Supplied information START
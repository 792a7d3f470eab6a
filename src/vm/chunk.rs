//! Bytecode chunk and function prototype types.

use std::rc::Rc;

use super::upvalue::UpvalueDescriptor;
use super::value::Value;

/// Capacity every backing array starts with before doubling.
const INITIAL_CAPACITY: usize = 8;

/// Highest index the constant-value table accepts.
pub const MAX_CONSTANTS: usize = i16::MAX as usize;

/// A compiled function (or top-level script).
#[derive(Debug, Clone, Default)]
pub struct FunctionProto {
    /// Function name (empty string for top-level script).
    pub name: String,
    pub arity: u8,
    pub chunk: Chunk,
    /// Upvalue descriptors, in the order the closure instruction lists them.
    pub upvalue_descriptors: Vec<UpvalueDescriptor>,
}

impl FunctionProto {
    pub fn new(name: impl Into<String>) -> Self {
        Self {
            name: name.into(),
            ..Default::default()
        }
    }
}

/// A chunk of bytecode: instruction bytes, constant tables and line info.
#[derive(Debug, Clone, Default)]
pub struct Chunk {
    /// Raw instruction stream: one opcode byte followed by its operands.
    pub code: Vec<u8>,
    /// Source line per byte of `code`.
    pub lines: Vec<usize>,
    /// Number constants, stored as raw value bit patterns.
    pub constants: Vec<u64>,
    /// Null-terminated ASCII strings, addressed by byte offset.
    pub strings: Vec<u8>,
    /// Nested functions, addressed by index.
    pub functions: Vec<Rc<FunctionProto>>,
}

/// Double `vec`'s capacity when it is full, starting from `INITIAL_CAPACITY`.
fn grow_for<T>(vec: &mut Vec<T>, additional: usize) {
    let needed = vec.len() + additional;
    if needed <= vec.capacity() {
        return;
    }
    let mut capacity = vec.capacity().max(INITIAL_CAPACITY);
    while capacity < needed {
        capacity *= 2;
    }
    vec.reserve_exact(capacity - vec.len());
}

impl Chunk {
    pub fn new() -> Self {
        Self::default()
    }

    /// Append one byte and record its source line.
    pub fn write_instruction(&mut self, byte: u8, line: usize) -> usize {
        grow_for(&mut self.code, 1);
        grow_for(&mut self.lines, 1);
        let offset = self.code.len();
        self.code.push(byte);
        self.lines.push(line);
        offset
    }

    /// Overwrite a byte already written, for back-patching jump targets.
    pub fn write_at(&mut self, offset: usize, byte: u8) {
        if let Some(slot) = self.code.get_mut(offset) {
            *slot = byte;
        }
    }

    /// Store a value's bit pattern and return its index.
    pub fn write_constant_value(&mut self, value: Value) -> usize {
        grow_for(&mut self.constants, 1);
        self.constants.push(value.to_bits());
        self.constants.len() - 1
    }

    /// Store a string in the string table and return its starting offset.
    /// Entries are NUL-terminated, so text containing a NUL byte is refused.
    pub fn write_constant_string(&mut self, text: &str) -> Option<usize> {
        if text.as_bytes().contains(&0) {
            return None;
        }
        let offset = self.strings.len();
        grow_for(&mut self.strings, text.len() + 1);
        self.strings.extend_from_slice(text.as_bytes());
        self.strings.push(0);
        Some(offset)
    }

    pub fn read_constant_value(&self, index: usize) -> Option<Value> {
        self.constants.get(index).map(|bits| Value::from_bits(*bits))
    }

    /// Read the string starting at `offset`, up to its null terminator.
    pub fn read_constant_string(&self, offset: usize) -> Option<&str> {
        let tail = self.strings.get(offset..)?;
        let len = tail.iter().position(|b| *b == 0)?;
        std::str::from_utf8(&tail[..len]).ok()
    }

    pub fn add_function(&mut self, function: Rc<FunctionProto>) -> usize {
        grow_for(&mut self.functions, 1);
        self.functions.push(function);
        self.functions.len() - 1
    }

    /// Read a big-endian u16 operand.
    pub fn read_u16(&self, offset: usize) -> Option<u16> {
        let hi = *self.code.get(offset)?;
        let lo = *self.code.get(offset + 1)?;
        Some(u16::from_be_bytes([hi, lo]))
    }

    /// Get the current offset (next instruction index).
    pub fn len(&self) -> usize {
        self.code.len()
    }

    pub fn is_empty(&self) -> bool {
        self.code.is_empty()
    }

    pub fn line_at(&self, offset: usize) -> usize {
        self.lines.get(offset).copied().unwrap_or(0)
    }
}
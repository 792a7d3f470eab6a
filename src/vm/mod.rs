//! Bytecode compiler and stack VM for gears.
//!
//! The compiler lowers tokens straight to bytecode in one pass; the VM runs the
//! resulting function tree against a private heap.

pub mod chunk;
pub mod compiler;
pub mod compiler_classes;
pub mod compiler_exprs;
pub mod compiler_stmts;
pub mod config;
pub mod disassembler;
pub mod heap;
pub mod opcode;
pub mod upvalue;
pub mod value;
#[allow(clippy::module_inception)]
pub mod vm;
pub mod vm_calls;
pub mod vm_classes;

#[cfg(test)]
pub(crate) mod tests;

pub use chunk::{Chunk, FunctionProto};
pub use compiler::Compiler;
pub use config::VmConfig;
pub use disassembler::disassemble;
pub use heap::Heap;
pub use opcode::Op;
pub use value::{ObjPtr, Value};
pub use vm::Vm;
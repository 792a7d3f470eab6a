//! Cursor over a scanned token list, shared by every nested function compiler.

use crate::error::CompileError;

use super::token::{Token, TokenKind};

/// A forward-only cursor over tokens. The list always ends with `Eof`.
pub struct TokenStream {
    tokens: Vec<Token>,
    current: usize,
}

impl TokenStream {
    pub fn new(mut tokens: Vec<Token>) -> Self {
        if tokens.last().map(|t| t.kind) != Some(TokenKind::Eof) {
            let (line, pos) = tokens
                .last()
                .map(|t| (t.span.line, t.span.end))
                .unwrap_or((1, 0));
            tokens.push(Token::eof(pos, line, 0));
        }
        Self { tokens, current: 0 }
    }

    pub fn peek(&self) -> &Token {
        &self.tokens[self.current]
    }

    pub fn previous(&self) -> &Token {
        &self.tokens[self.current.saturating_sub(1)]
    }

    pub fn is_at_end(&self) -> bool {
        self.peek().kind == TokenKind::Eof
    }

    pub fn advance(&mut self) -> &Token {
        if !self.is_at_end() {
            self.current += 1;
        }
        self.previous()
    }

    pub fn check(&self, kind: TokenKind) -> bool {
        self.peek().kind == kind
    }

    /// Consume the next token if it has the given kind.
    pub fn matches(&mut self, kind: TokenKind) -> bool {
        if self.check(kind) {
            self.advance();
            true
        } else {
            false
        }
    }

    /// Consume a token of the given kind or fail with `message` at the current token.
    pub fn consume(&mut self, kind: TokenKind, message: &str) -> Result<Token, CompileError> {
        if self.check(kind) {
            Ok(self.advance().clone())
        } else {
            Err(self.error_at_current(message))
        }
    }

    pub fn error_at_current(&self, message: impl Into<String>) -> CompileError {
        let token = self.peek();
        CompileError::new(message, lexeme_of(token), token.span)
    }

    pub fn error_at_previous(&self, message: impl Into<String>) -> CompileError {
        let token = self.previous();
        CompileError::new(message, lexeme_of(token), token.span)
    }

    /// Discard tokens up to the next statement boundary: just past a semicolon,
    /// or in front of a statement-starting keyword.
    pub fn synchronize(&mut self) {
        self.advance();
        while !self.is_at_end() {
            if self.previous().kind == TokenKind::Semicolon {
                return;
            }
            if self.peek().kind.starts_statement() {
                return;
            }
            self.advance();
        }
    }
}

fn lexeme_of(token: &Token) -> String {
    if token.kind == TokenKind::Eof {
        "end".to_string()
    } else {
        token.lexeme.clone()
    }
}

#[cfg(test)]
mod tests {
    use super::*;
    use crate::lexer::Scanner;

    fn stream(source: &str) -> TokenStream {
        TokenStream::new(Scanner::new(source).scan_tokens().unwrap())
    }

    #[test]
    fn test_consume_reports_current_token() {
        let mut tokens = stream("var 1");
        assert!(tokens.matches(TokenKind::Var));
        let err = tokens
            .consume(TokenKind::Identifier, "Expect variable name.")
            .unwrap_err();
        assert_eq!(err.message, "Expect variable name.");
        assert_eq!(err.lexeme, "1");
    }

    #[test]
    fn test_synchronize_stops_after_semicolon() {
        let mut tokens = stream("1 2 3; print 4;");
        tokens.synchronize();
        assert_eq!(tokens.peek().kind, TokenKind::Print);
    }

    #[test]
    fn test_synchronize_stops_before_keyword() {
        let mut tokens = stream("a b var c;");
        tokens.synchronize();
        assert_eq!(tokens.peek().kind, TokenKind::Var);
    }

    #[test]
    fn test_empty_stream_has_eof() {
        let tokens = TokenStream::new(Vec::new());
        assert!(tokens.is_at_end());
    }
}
Supplied information END
**Task requirements**: When you reach the line holding "fn grow_for<T>(vec: &mut" in the records above, begin reproducing exactly, stop after the line holding "pub fn write_constant_value(&mut", and output nothing else.

**Completed exercise**:
fn grow_for<T>(vec: &mut Vec<T>, additional: usize) {
    let needed = vec.len() + additional;
    if needed <= vec.capacity() {
        return;
    }
    let mut capacity = vec.capacity().max(INITIAL_CAPACITY);
    while capacity < needed {
        capacity *= 2;
    }
    vec.reserve_exact(capacity - vec.len());
}

impl Chunk {
    pub fn new() -> Self {
        Self::default()
    }

    /// Append one byte and record its source line.
    pub fn write_instruction(&mut self, byte: u8, line: usize) -> usize {
        grow_for(&mut self.code, 1);
        grow_for(&mut self.lines, 1);
        let offset = self.code.len();
        self.code.push(byte);
        self.lines.push(line);
        offset
    }

    /// Overwrite a byte already written, for back-patching jump targets.
    pub fn write_at(&mut self, offset: usize, byte: u8) {
        if let Some(slot) = self.code.get_mut(offset) {
            *slot = byte;
        }
    }

    /// Store a value's bit pattern and return its index.
    pub fn write_constant_value(&mut self, value: Value) -> usize {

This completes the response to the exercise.